I also began my undergraduate studies in the late-'90s, just a few short blocks from Columbia University. My memories of the time and place are not so rosy as are Mr. Foer's. I remember a humanities lecture being disrupted by a student revolt because it focused on the Holocaust. This was back when everything was called a "Holocaust" except the actual Holocaust, and unsurprisingly the Holocaust was equated with New York State's prison system. Bad as carceral culture is, it is not the Holocaust. Columbia had its LaRouchists camped forever outside. Friends at CCNY were taught that people like me were fake Jews and responsible for slavery by faculty approved by the likes of Leonard Jeffries. Academia, even then, was a setting where antisemitism retained respectability, provided it was couched in radical enough theory and jargon.
Yes, Jews are the canaries in the coal mine when it comes to liberal backsliding, the first to be othered, antisemitism the first bigotry to be destigmatized. But it has likewise been a very long time since American academia has been committed to the liberal project; longer than I've been alive, I'd reckon. My experience is of an academic humanities and some social sciences mobilized to problematize, deconstruct, and dismantle liberalism; of instructors who had appointed themselves radicalizers and indoctrinators, not critical guides in teaching how to think, how to interrogate all texts.
This conflict between the university's traditional liberal role of hosting reasoned debate among a diversity of ideas, and faculty and students who wish to create intellectual monocultures of goodthink on campus, will ultimately cause the collapse of the Ivory Tower. It has for too long tolerated doctrines intolerant of dissent or argument. The Fourth Estate tried to hold the lines of liberal democracy, until the internet democratized media and the mob went where it could find the maximum bias confirmation, be pointed towards the old classic villains to explain all personal and social failings. Now both demagogical extremes may blame different Jews, but in the end, they both blame Jews for America's problems. And where are our old defenders? Where have they ever been?
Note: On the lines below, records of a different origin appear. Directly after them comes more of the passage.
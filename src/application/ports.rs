//! Port traits describing the worker's external collaborators.
//!
//! The orchestrator is written against these traits so the broker-facing
//! loop can be exercised with fakes; the `infra` module provides the
//! Postgres, HTTP, and S3 implementations wired up in `main`.

use async_trait::async_trait;
use image::RgbaImage;
use thiserror::Error;

use crate::domain::task::TaskStatus;

#[derive(Debug, Error)]
pub enum StoreError {
    #[error("status store unavailable: {0}")]
    Unavailable(String),
}

impl StoreError {
    pub fn from_persistence(err: impl std::fmt::Display) -> Self {
        Self::Unavailable(err.to_string())
    }
}

#[derive(Debug, Error)]
pub enum FetchError {
    #[error("template request failed: {0}")]
    Transport(String),
    #[error("template responded with status {status}")]
    Status { status: u16 },
    #[error("template body is not a decodable image: {0}")]
    Decode(String),
}

#[derive(Debug, Error)]
pub enum PublishError {
    #[error("bucket provisioning failed: {0}")]
    Bucket(String),
    #[error("artifact upload failed: {0}")]
    Upload(String),
}

/// Write access to the shared task record.
///
/// Implementations update the row for `task_id` if it still exists; an
/// unknown identifier is a silent no-op, never an error.
#[async_trait]
pub trait TaskStatusStore: Send + Sync {
    async fn set_status(
        &self,
        task_id: &str,
        status: TaskStatus,
        image_url: Option<&str>,
    ) -> Result<(), StoreError>;
}

/// Retrieval of template images by URL.
#[async_trait]
pub trait TemplateSource: Send + Sync {
    async fn fetch(&self, url: &str) -> Result<RgbaImage, FetchError>;
}

/// Durable storage for rendered artifacts, returning the public URL.
#[async_trait]
pub trait ArtifactStore: Send + Sync {
    async fn publish(&self, task_id: &str, bytes: Vec<u8>) -> Result<String, PublishError>;
}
Have we ever had defenders?
In 1968, when a local New York City public school board tried to fire an almost-entirely Jewish group of teachers, who defended them? The largely Jewish-led union. But unions don't care as much about Jews anymore, not when they're more preoccupied with international events than with the welfare of their members here at home - just ask the Jewish teachers harassed and threatened at Hillcrest and Origin High Schools how vocal their union has been in their defense, and against DOE attempts to whitewash bias incidents.
American Jews sought influence in our liberal environment for our own protection, but that liberalism has required us to cede some influence to those who also know marginalization. At the local level, this has made us again vulnerable.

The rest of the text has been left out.